High Concept

light-bulb.jpgMelissa Marsh blogged lately about the frustrating difference between books that are well-written — and those that make it big while not being well-written. She got me thinking, and here’s what I wrote to her:

I know, this issue can be frustrating. I remember reading Timeline by Michael Crichton and thinking the writing was the worst possible. I could hardly slog my way through it. Yet it got made into a movie, and Crichton is an enormously successful and wealthy writer. His books all have “high concept.” I really believe that every poorly-written book that “makes it” does so because there’s something special there, and it’s not necessarily the writing. Maybe there’s a great character or a “high concept” — something that excites readers. Sometimes it makes me think we strugglers worry too much about craft; but, to me, craft will always be tremendously important. Because when a writer latches onto something exciting, and then carries it off artistically, it’s the best of all possible worlds.

And that got me thinking further — what exactly is “high concept”? I’ve read lots about it, and it all boils down to something new, fresh, and exciting that can be stated in a short, strong sentence. Of course, the book lately that rocked off the charts with high concept was The DaVinci Code. It was an incredibly new and fresh idea. The thrills and codes kept readers turning pages. The deeper theme about women caught readers’ imaginations and satisfied somehow. The writing wasn’t great art, but I, for one, thoroughly enjoyed it.

Hey, are any of us struggling writers working to develop “high concept” ideas? Usually I plug along, grateful to come up with any story idea to work on. But maybe, just maybe, I should set my sights a bit higher? Try to come up with a high concept? How would I go about doing this? What do you think?

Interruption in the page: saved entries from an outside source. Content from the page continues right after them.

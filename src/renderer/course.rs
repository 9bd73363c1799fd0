//! Projectile-golf course

use glam::Vec2;

use super::palette;
use crate::platform::DrawSurface;
use crate::sim::ProjectileCourse;

const LAUNCHER_RADIUS: f32 = 8.0;
/// Aim line length per unit of power
const AIM_LENGTH_PER_POWER: f32 = 0.8;
const ARROW_SIZE: f32 = 8.0;
/// Arrowhead barbs, as a fraction of a half turn back from the aim direction
const ARROW_SPREAD: f32 = 0.85;
const FLAG_HEIGHT: f32 = 40.0;

/// Point `length` along `radians` from `from`, in screen coordinates (y down)
fn polar(from: Vec2, radians: f32, length: f32) -> Vec2 {
    from + Vec2::new(radians.cos(), -radians.sin()) * length
}

pub fn paint_course(draw: &mut dyn DrawSurface, course: &ProjectileCourse) {
    let t = course.tuning();
    let ground = t.ground_y();

    draw.fill_rect(0.0, 0.0, t.course_width, t.course_height, palette::SKY);
    draw.fill_rect(0.0, ground, t.course_width, t.ground_thickness, palette::GRASS);

    if !course.is_flying() {
        let launcher = course.launcher();
        draw.fill_circle(launcher.x, launcher.y, LAUNCHER_RADIUS, palette::OUTLINE);

        let radians = (course.angle() as f32).to_radians();
        let tip = polar(launcher, radians, course.power() as f32 * AIM_LENGTH_PER_POWER);
        draw.draw_line(launcher.x, launcher.y, tip.x, tip.y, palette::OUTLINE, 3.0);
        for barb in [
            radians + std::f32::consts::PI * ARROW_SPREAD,
            radians - std::f32::consts::PI * ARROW_SPREAD,
        ] {
            let end = polar(tip, barb, ARROW_SIZE);
            draw.draw_line(tip.x, tip.y, end.x, end.y, palette::OUTLINE, 3.0);
        }
    }

    let p = &course.projectile;
    draw.fill_circle(p.pos.x, p.pos.y, p.radius, palette::BALL);

    let target = &course.level().target;
    let c = target.center;
    draw.fill_circle(c.x, c.y, target.radius, palette::TARGET);
    draw.draw_line(c.x, c.y, c.x, c.y - FLAG_HEIGHT, palette::POLE, 2.0);
    draw.fill_rect(c.x, c.y - FLAG_HEIGHT, 20.0, 10.0, palette::FLAG);

    for rect in &course.level().obstacles {
        draw.fill_rect(rect.pos.x, rect.pos.y, rect.size.x, rect.size.y, palette::OBSTACLE);
        draw.stroke_rect(rect.pos.x, rect.pos.y, rect.size.x, rect.size.y, palette::OUTLINE, 2.0);
    }
}

#[cfg(test)]
mod tests {
    use super::*;
    use crate::platform::headless::{DrawCall, HeadlessCanvas};
    use crate::settings::ProjectileTuning;

    #[test]
    fn test_aim_line_only_while_aiming() {
        let mut course = ProjectileCourse::with_builtin_levels(ProjectileTuning::default());
        let mut canvas = HeadlessCanvas::default();

        paint_course(&mut canvas, &course);
        let lines = |calls: &[DrawCall]| {
            calls
                .iter()
                .filter(|c| matches!(c, DrawCall::Line { .. }))
                .count()
        };
        // Aim line, two barbs, flag pole
        assert_eq!(lines(&canvas.take_calls()), 4);

        course.launch().unwrap();
        paint_course(&mut canvas, &course);
        assert_eq!(lines(&canvas.take_calls()), 1);
    }
}
//! Canvas painting
//!
//! Each game's scene is painted in full on every repaint, straight from simulation
//! state, through the `DrawSurface` primitives. Nothing here keeps state between frames.

pub mod board;
pub mod course;
pub mod court;

pub use board::paint_board;
pub use course::paint_course;
pub use court::paint_court;

/// Shared colors
pub mod palette {
    /// Dark backdrop behind the board and court
    pub const BACKGROUND: &str = "#1a202c";
    /// Block outlines, launcher, aim line and obstacle borders
    pub const OUTLINE: &str = "#2d3748";
    pub const PADDLE: &str = "#e2e8f0";
    pub const BALL: &str = "#fde047";
    pub const NET: &str = "#4a5568";
    pub const SKY: &str = "#87ceeb";
    pub const GRASS: &str = "#84cc16";
    pub const TARGET: &str = "#ef4444";
    pub const FLAG: &str = "#22c55e";
    pub const POLE: &str = "#ffffff";
    pub const OBSTACLE: &str = "#4a5568";

    /// Block colors by cell value (index 0 is empty and never painted)
    pub const BLOCKS: [&str; 8] = [
        "transparent",
        "#06b6d4",
        "#facc15",
        "#84cc16",
        "#ef4444",
        "#a855f7",
        "#f97316",
        "#3b82f6",
    ];

    pub fn block(cell: u8) -> &'static str {
        BLOCKS[(cell as usize).min(BLOCKS.len() - 1)]
    }
}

5 thoughts on “High Concept

  1. I’ve tried to come up with high concept ideas before, but nothing ever really struck me. For me, it probably has to be that “bolt of lightning” idea for it work.

    Great post, Betty. 🙂

  2. I disagree that high concepts are new, fresh and exciting that can be stated in a short, strong sentence. I feel that high concepts are the old, tried and true ideas with a new twist that can be stated in a short, strong sentence.

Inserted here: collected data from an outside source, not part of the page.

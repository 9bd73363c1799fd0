//! Platform abstraction layer
//!
//! Games never touch the browser directly. They get a [`Host`] for the duration of
//! one call, holding the four capabilities they may use:
//! - `Scheduler`: repeating intervals, one-shot timeouts, display frames
//! - `InputSurface`: key, click and slider listeners
//! - `DrawSurface`: canvas primitives
//! - `Presentation`: panel markup, labels, status line and toasts
//!
//! Every timer, frame and input firing comes back as a [`HostEvent`] through
//! `Arcade::dispatch`.

pub mod headless;
pub mod input;
pub mod scheduler;
pub mod surface;
#[cfg(target_arch = "wasm32")]
pub mod web;

pub use headless::HeadlessPlatform;
pub use input::{InputEvent, InputSurface, ListenerId, ListenerKind, ListenerSet};
pub use scheduler::{FrameId, FrameSlot, Scheduler, TimerId, TimerSlot};
pub use surface::{Button, DrawSurface, Label, Layout, Presentation, Slider};

/// A firing delivered back to the arcade
#[derive(Debug, Clone, PartialEq, Eq)]
pub enum HostEvent {
    /// An interval ticked or a timeout expired
    Timer(TimerId),
    /// A requested display frame arrived
    Frame(FrameId),
    Input(ListenerId, InputEvent),
}

/// Capabilities lent to a game for one call
pub struct Host<'a> {
    pub scheduler: &'a mut dyn Scheduler,
    pub input: &'a mut dyn InputSurface,
    pub draw: &'a mut dyn DrawSurface,
    pub ui: &'a mut dyn Presentation,
}

/// Something that can lend out a [`Host`]
pub trait Platform {
    fn host(&mut self) -> Host<'_>;
}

    What’s your favorite romance high concept? Runaway bride? Marriage of convenience? Take your favorite high concept plot and put your own spin on it. Is your heroine a nurse? A stripper putting herself through nursing school? Is it your hero that’s a stripper putting himself through nursing school?

    Great post, Elizabeth. It’s got me thinking.

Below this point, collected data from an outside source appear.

//! Two-paddle ball simulation
//!
//! `Stopped -> Running -> Stopped`. There is no pause: a match is either ticking or it
//! isn't. The player holds the left paddle, a simple tracker drives the right one.

use glam::Vec2;
use rand::{Rng, SeedableRng};
use rand_pcg::Pcg32;
use serde::{Deserialize, Serialize};

use super::collision::{Rect, circle_touches_rect, reflect};
use crate::settings::PaddleTuning;

/// The ball
#[derive(Debug, Clone, Copy, PartialEq, Serialize, Deserialize)]
pub struct Ball {
    pub pos: Vec2,
    pub vel: Vec2,
    pub radius: f32,
}

/// A paddle. `x` is fixed; only `y` (top edge) moves.
#[derive(Debug, Clone, Copy, PartialEq, Serialize, Deserialize)]
pub struct Paddle {
    pub x: f32,
    pub y: f32,
    pub width: f32,
    pub height: f32,
}

impl Paddle {
    pub fn rect(&self) -> Rect {
        Rect::new(self.x, self.y, self.width, self.height)
    }

    #[inline]
    pub fn center_y(&self) -> f32 {
        self.y + self.height / 2.0
    }
}

/// Which side of the court
#[derive(Debug, Clone, Copy, PartialEq, Eq, Serialize, Deserialize)]
pub enum Side {
    Player,
    Opponent,
}

impl Side {
    pub fn name(&self) -> &'static str {
        match self {
            Side::Player => "Player",
            Side::Opponent => "AI",
        }
    }
}

/// Direction keys currently held by the player
#[derive(Debug, Clone, Copy, Default, PartialEq, Eq)]
pub struct HeldKeys {
    pub up: bool,
    pub down: bool,
}

/// Scoring outcome of a tick
#[derive(Debug, Clone, Copy, PartialEq, Eq)]
pub enum PaddleEvent {
    Scored { by: Side },
    Won { winner: Side },
}

/// Complete match state
#[derive(Debug, Clone)]
pub struct PaddleMatch {
    pub ball: Ball,
    pub player: Paddle,
    pub opponent: Paddle,
    player_score: u32,
    opponent_score: u32,
    running: bool,
    tuning: PaddleTuning,
    rng: Pcg32,
}

impl PaddleMatch {
    pub fn new(tuning: PaddleTuning, seed: u64) -> Self {
        let paddle_y = (tuning.court_height - tuning.paddle_height) / 2.0;
        Self {
            ball: Ball {
                pos: Vec2::new(tuning.court_width / 2.0, tuning.court_height / 2.0),
                vel: Vec2::splat(tuning.serve_speed),
                radius: tuning.ball_radius,
            },
            player: Paddle {
                x: 0.0,
                y: paddle_y,
                width: tuning.paddle_width,
                height: tuning.paddle_height,
            },
            opponent: Paddle {
                x: tuning.court_width - tuning.paddle_width,
                y: paddle_y,
                width: tuning.paddle_width,
                height: tuning.paddle_height,
            },
            player_score: 0,
            opponent_score: 0,
            running: false,
            tuning,
            rng: Pcg32::seed_from_u64(seed),
        }
    }

    /// Begin a fresh match. Refused (returns false) while one is running.
    pub fn start(&mut self) -> bool {
        if self.running {
            return false;
        }
        self.reset_match();
        self.running = true;
        true
    }

    /// Stop and return scores and positions to their starting values
    pub fn reset(&mut self) {
        self.running = false;
        self.reset_match();
    }

    /// Stop without touching the score (win, teardown)
    pub fn stop(&mut self) {
        self.running = false;
    }

    /// Advance one tick. A stopped match does not move at all.
    pub fn tick(&mut self, held: HeldKeys) -> Vec<PaddleEvent> {
        let mut events = Vec::new();
        if !self.running {
            return events;
        }

        self.move_paddles(held);
        self.move_ball();

        let r = self.ball.radius;
        let scorer = if self.ball.pos.x + r < 0.0 {
            Some(Side::Opponent)
        } else if self.ball.pos.x - r > self.tuning.court_width {
            Some(Side::Player)
        } else {
            None
        };

        if let Some(by) = scorer {
            match by {
                Side::Player => self.player_score += 1,
                Side::Opponent => self.opponent_score += 1,
            }
            events.push(PaddleEvent::Scored { by });
            self.reset_ball();

            if let Some(winner) = self.winner() {
                self.running = false;
                events.push(PaddleEvent::Won { winner });
                log::info!(
                    "Paddle match won by {} ({}-{})",
                    winner.name(),
                    self.player_score,
                    self.opponent_score
                );
            }
        }

        events
    }

    fn move_paddles(&mut self, held: HeldKeys) {
        let t = &self.tuning;
        let max_y = t.court_height - t.paddle_height;

        if held.up {
            self.player.y -= t.paddle_step;
        }
        if held.down {
            self.player.y += t.paddle_step;
        }
        self.player.y = self.player.y.clamp(0.0, max_y);

        // Track the ball, but sit still inside the dead zone
        let center = self.opponent.center_y();
        if center < self.ball.pos.y - t.opponent_dead_zone {
            self.opponent.y += t.opponent_speed;
        } else if center > self.ball.pos.y + t.opponent_dead_zone {
            self.opponent.y -= t.opponent_speed;
        }
        self.opponent.y = self.opponent.y.clamp(0.0, max_y);
    }

    fn move_ball(&mut self) {
        let height = self.tuning.court_height;
        let deflection = self.tuning.deflection;
        let ball = &mut self.ball;
        let r = ball.radius;

        ball.pos += ball.vel;

        // Walls: bounce and pull back inside so the ball can't sink into them
        if ball.pos.y - r < 0.0 {
            ball.vel.y = reflect(ball.vel.y, 1.0);
            ball.pos.y = r;
        } else if ball.pos.y + r > height {
            ball.vel.y = reflect(ball.vel.y, 1.0);
            ball.pos.y = height - r;
        }

        // Player paddle (left): contact on its right face, ball not already behind it
        let face = self.player.rect();
        if circle_touches_rect(ball.pos, r, &face) && ball.pos.x - r > face.left() {
            ball.vel.x = reflect(ball.vel.x, 1.0);
            ball.vel.y = (ball.pos.y - self.player.center_y()) * deflection;
            ball.pos.x = face.right() + r;
        }

        // Opponent paddle (right)
        let face = self.opponent.rect();
        if circle_touches_rect(ball.pos, r, &face) && ball.pos.x + r < face.right() {
            ball.vel.x = reflect(ball.vel.x, 1.0);
            ball.vel.y = (ball.pos.y - self.opponent.center_y()) * deflection;
            ball.pos.x = face.left() - r;
        }
    }

    /// Back to center, serving toward the other side with a fresh vertical speed
    fn reset_ball(&mut self) {
        let spread = self.tuning.serve_spread;
        self.ball.pos = Vec2::new(
            self.tuning.court_width / 2.0,
            self.tuning.court_height / 2.0,
        );
        self.ball.vel.x = -self.ball.vel.x;
        self.ball.vel.y = if spread > 0.0 {
            self.rng.random_range(-spread..spread)
        } else {
            0.0
        };
    }

    fn reset_match(&mut self) {
        self.player_score = 0;
        self.opponent_score = 0;
        let paddle_y = (self.tuning.court_height - self.tuning.paddle_height) / 2.0;
        self.player.y = paddle_y;
        self.opponent.y = paddle_y;
        self.reset_ball();
    }

    fn winner(&self) -> Option<Side> {
        if self.player_score >= self.tuning.winning_score {
            Some(Side::Player)
        } else if self.opponent_score >= self.tuning.winning_score {
            Some(Side::Opponent)
        } else {
            None
        }
    }

    pub fn player_score(&self) -> u32 {
        self.player_score
    }

    pub fn opponent_score(&self) -> u32 {
        self.opponent_score
    }

    pub fn is_running(&self) -> bool {
        self.running
    }

    pub fn tuning(&self) -> &PaddleTuning {
        &self.tuning
    }

    #[cfg(test)]
    pub(crate) fn set_scores(&mut self, player: u32, opponent: u32) {
        self.player_score = player;
        self.opponent_score = opponent;
    }
}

  3. Hey Elizabeth – I thought I’d comment on what you said about Michael Crichton’s book, “Timeline.” It’s one of my favorite books by him and I don’t recall paying any attention to how it was written. It was truly the “high concept” that sucked me in & made it one of my favorites. (Of course, the movie didn’t do the book justice.) I’m not a writer, but as a reader, it’s very entertaining to read a book with a “high concept.” I hope a few high concepts/ideas come your way.

  4. Hey, Harrie, thanks for the comment. I agree that “high concept” ideas attract me every time, no matter how well they’re written. “High concept” books and movies are just plain fun. They excite me!
    Hope to see you here on my blog again.